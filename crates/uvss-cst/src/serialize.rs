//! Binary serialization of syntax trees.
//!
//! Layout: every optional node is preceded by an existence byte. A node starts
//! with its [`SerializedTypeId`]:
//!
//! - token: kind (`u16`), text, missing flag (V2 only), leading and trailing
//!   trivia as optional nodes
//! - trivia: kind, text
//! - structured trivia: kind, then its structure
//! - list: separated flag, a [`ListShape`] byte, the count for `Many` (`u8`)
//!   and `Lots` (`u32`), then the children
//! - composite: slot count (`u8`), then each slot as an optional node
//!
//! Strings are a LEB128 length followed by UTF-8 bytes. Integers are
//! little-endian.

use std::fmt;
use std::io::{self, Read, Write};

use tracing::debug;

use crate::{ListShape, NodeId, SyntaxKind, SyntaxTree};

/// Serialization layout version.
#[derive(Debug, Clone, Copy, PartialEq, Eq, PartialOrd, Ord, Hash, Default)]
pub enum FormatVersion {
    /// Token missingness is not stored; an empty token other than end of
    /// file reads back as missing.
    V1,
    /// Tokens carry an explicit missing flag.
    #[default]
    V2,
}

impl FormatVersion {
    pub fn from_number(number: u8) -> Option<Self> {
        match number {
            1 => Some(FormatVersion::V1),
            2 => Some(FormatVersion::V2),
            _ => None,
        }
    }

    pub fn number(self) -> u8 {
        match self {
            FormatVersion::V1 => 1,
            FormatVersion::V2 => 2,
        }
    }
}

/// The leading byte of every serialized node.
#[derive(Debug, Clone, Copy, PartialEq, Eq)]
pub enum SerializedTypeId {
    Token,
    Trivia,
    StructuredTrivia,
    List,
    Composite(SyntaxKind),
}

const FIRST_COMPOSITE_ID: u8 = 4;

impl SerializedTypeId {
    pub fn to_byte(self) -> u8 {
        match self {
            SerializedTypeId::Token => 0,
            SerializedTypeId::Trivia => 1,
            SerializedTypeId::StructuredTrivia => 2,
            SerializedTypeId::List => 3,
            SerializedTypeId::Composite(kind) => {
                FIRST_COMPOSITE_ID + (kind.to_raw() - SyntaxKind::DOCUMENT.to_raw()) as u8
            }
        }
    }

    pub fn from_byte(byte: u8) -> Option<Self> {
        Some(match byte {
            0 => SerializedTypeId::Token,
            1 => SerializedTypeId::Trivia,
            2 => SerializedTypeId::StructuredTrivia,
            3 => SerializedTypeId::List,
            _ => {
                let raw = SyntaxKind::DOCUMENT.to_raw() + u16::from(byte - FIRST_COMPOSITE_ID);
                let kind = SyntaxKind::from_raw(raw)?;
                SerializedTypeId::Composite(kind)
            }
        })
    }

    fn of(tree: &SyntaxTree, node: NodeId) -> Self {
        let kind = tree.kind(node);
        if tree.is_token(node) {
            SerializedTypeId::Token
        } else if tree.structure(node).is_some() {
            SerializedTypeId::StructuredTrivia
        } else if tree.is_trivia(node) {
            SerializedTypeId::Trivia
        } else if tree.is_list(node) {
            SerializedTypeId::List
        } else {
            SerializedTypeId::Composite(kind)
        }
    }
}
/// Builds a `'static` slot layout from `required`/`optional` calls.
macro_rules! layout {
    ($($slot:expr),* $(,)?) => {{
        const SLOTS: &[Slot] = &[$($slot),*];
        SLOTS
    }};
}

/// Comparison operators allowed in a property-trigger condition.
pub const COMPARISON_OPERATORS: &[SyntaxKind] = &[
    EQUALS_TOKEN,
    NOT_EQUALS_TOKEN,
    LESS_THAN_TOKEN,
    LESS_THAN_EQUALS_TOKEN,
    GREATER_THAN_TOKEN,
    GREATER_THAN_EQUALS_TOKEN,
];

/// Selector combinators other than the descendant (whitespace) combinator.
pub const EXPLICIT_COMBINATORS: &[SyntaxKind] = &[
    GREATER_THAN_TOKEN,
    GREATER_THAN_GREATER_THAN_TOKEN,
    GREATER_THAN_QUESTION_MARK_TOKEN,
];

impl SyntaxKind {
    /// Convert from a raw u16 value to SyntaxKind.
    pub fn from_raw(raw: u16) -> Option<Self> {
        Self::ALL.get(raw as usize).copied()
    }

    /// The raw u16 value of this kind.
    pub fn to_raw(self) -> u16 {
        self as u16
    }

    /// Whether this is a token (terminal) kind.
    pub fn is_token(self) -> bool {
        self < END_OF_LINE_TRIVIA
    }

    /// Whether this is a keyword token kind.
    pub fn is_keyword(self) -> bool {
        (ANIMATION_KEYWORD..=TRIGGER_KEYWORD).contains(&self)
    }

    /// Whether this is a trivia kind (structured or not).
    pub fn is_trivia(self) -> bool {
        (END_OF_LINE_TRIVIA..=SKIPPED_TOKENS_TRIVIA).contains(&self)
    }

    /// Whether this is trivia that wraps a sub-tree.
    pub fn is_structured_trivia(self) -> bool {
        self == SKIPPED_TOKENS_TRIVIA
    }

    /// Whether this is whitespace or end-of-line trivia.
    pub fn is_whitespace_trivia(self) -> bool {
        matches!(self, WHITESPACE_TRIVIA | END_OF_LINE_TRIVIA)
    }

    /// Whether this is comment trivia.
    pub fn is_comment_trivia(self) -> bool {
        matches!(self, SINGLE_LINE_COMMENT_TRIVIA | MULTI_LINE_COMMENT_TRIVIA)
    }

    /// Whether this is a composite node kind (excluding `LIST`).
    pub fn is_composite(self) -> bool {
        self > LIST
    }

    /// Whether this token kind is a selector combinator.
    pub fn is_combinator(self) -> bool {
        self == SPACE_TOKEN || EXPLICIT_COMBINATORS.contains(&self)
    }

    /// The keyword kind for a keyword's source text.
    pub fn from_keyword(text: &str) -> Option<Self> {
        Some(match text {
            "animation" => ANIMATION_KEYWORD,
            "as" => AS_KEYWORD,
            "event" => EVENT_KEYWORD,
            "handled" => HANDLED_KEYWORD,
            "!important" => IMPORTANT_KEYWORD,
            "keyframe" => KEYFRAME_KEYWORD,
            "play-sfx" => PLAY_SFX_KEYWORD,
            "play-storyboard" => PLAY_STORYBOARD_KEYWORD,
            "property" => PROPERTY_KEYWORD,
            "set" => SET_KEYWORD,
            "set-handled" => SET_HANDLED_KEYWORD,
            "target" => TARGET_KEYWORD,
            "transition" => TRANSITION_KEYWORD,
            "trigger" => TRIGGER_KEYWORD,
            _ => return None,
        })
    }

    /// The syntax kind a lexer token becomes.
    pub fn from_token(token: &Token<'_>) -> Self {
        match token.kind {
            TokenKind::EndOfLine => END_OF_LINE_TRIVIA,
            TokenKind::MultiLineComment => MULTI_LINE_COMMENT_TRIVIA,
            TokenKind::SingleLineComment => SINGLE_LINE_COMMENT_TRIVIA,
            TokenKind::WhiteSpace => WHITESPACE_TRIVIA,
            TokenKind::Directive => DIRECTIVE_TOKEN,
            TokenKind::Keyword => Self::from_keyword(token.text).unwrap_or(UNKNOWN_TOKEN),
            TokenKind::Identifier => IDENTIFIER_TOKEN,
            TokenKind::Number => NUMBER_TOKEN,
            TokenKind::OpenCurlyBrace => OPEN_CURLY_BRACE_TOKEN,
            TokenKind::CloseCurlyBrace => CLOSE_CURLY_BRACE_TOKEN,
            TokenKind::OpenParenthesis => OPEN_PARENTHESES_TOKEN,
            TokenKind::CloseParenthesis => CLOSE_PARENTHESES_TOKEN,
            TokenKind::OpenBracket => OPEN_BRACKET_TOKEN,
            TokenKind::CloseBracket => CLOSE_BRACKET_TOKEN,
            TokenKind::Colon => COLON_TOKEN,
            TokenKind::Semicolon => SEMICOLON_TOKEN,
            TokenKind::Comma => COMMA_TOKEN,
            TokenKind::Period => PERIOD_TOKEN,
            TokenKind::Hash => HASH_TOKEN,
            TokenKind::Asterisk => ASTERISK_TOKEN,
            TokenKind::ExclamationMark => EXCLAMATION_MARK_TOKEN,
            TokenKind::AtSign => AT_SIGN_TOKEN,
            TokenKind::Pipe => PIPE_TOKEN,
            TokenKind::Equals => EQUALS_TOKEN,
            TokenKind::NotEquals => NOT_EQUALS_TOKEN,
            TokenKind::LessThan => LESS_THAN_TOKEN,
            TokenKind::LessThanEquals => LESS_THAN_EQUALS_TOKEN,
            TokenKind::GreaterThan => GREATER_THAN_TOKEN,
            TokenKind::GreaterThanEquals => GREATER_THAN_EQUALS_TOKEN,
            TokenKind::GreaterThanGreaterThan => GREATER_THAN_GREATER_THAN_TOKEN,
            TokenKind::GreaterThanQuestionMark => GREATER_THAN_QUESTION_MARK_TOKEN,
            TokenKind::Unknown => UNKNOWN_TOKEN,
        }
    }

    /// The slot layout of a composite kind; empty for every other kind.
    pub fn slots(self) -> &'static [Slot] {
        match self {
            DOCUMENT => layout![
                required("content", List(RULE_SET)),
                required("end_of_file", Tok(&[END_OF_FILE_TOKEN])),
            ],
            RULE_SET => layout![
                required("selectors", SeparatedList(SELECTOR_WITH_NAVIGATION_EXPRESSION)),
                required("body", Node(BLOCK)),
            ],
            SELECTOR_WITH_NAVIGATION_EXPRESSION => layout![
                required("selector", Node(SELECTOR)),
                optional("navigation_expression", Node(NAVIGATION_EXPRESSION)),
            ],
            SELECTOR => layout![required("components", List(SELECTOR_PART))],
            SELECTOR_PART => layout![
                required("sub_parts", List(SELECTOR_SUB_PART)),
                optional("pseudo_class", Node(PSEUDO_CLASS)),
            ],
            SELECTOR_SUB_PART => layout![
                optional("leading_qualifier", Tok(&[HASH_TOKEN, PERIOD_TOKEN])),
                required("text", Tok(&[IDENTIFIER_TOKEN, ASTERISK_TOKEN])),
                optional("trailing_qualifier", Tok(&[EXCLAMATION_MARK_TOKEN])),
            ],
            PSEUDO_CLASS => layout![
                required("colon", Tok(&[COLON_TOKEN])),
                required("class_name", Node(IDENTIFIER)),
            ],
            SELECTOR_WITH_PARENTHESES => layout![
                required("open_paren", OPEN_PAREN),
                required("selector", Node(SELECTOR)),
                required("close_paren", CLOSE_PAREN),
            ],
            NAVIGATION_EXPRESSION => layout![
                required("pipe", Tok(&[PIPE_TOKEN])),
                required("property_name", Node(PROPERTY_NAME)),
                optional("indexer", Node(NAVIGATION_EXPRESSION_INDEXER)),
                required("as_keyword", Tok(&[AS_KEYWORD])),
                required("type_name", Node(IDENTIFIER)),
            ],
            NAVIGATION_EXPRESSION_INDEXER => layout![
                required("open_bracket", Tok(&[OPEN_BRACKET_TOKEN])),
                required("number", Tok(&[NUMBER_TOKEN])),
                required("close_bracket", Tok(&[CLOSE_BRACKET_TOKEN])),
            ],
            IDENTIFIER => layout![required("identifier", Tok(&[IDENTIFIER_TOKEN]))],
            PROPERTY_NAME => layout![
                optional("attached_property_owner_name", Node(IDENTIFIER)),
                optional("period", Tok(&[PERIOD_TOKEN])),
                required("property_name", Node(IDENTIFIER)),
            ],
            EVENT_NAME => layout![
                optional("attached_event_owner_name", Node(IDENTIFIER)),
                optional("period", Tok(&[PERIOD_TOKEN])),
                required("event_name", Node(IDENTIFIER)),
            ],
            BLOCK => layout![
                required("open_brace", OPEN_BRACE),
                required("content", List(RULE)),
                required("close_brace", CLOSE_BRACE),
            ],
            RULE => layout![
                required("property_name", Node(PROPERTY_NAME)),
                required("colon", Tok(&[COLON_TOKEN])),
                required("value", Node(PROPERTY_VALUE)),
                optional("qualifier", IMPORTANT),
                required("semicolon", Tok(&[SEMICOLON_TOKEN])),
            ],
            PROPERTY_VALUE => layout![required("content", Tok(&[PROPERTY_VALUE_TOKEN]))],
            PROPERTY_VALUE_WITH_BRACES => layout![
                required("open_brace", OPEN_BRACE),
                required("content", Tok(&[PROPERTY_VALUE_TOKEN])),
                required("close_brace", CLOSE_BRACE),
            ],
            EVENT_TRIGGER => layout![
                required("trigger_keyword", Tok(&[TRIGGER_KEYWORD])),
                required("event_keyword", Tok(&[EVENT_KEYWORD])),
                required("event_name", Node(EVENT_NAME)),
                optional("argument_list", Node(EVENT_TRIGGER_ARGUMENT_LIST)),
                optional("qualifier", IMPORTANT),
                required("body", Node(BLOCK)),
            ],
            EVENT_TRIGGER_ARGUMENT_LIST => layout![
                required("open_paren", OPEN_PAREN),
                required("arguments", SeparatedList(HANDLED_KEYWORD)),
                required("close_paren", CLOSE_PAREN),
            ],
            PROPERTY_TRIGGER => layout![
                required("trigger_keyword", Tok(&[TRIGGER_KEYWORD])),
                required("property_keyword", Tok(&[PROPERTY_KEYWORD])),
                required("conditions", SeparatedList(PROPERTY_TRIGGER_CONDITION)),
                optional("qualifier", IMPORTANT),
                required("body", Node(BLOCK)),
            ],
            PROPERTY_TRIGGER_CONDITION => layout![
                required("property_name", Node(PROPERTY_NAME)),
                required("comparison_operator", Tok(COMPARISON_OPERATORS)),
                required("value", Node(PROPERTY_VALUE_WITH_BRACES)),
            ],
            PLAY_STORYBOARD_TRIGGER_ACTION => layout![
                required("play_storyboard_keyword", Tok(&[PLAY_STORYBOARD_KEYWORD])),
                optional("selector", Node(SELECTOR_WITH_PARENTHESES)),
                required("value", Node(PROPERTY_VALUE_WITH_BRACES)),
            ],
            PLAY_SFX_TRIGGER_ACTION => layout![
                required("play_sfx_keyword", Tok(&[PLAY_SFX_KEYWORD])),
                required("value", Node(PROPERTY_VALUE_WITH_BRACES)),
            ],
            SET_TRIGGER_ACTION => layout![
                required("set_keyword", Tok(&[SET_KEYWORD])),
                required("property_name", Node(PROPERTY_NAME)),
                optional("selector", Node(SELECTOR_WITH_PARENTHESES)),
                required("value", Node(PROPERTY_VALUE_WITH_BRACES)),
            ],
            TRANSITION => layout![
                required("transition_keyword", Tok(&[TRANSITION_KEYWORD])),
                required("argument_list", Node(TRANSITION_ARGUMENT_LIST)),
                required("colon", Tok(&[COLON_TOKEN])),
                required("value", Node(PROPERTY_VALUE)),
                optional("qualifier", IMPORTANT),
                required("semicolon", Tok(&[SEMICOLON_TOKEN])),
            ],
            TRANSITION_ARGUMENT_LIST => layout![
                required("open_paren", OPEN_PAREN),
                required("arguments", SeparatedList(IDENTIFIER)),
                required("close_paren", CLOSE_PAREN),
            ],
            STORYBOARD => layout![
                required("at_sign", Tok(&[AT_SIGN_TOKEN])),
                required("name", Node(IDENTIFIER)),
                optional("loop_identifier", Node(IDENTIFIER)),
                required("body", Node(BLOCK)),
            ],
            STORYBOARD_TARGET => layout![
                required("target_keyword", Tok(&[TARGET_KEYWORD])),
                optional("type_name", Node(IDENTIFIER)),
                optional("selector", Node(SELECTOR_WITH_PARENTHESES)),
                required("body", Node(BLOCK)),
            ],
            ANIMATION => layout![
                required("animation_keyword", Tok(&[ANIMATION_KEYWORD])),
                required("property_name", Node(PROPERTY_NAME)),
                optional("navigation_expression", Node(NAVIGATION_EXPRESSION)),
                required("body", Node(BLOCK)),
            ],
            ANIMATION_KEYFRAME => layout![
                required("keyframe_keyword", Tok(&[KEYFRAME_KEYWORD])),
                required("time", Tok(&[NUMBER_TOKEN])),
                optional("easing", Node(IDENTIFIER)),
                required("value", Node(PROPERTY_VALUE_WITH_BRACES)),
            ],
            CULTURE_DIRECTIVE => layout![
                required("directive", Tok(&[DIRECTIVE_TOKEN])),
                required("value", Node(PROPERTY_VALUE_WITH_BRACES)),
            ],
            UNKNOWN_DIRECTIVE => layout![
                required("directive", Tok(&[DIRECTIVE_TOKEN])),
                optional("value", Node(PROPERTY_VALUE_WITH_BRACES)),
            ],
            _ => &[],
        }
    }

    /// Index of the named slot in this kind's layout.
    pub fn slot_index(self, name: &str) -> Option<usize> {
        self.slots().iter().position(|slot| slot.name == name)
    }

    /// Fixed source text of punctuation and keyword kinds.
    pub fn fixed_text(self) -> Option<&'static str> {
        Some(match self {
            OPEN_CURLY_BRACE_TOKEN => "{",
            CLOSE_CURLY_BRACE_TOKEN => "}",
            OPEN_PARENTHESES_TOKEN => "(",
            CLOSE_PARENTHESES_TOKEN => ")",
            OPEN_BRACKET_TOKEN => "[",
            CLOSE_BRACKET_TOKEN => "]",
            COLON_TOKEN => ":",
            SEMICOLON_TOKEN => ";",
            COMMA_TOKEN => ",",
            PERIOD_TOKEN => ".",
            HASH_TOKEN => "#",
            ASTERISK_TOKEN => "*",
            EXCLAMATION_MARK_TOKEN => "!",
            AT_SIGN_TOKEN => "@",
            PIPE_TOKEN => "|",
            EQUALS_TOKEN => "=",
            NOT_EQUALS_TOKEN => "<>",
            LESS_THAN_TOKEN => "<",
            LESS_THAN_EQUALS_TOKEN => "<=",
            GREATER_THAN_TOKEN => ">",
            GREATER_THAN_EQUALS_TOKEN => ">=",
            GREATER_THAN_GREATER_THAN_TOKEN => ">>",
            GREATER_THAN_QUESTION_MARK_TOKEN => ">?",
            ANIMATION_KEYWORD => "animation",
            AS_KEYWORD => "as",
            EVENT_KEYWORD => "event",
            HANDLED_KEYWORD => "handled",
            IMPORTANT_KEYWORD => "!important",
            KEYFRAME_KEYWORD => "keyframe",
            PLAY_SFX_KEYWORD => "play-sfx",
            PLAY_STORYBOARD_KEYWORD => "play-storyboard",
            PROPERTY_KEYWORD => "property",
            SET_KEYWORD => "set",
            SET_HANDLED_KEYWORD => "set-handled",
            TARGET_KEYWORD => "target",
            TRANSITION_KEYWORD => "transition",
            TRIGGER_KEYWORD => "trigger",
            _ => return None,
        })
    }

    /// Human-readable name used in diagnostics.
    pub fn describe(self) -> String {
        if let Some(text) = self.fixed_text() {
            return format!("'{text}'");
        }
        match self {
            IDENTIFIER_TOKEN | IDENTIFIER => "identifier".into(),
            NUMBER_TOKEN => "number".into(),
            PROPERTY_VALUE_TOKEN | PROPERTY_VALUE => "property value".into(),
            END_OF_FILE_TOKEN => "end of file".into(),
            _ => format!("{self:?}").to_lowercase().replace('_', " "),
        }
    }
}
★ ★ ★
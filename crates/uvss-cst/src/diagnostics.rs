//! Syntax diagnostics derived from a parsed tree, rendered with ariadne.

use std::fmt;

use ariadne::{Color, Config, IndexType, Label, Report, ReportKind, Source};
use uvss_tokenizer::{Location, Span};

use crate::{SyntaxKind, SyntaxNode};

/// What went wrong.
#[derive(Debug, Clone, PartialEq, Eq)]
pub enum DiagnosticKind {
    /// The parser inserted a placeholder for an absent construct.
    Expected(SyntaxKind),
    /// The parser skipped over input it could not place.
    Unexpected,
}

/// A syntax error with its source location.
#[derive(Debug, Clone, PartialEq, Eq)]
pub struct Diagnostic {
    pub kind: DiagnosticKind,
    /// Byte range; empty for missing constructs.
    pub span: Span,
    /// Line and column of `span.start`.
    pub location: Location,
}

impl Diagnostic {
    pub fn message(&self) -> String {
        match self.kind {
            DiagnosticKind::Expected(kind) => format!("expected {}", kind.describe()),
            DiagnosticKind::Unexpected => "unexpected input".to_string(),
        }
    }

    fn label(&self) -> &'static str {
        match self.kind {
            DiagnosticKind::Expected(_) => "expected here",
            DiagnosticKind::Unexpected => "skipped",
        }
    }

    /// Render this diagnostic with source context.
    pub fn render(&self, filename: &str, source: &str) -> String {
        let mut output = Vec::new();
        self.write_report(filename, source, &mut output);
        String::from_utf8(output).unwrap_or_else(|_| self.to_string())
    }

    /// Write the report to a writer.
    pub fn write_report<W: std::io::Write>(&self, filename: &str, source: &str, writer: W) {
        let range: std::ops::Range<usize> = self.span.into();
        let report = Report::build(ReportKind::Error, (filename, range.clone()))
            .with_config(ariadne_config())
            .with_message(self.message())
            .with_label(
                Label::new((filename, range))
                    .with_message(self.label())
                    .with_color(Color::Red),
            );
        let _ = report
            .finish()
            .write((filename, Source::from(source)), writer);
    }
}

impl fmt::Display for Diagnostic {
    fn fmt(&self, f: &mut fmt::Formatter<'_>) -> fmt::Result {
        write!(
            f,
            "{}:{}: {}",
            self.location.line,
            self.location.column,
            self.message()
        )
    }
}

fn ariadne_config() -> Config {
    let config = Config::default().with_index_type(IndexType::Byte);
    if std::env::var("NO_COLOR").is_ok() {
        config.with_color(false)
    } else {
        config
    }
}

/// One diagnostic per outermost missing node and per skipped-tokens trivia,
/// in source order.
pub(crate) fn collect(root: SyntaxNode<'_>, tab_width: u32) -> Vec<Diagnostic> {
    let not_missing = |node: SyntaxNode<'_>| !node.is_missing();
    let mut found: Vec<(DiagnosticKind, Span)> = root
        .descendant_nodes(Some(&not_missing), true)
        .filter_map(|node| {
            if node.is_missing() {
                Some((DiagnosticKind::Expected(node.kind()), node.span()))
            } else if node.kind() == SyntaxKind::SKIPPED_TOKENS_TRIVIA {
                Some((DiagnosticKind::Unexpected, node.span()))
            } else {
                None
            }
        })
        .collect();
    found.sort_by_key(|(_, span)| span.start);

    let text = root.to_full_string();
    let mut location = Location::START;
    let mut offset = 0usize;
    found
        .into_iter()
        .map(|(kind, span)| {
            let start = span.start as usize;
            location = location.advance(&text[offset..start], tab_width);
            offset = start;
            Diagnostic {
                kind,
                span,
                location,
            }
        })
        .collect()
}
★ ★ ★
**Description of the task**
Copy range, inclusive: the line holding "with source context." to the line holding "let range: std::ops::Range<usize>". Reproduce exactly those lines of the records above and no others.

**Answer to the problem**
    /// Render this diagnostic with source context.
    pub fn render(&self, filename: &str, source: &str) -> String {
        let mut output = Vec::new();
        self.write_report(filename, source, &mut output);
        String::from_utf8(output).unwrap_or_else(|_| self.to_string())
    }

    /// Write the report to a writer.
    pub fn write_report<W: std::io::Write>(&self, filename: &str, source: &str, writer: W) {
        let range: std::ops::Range<usize> = self.span.into();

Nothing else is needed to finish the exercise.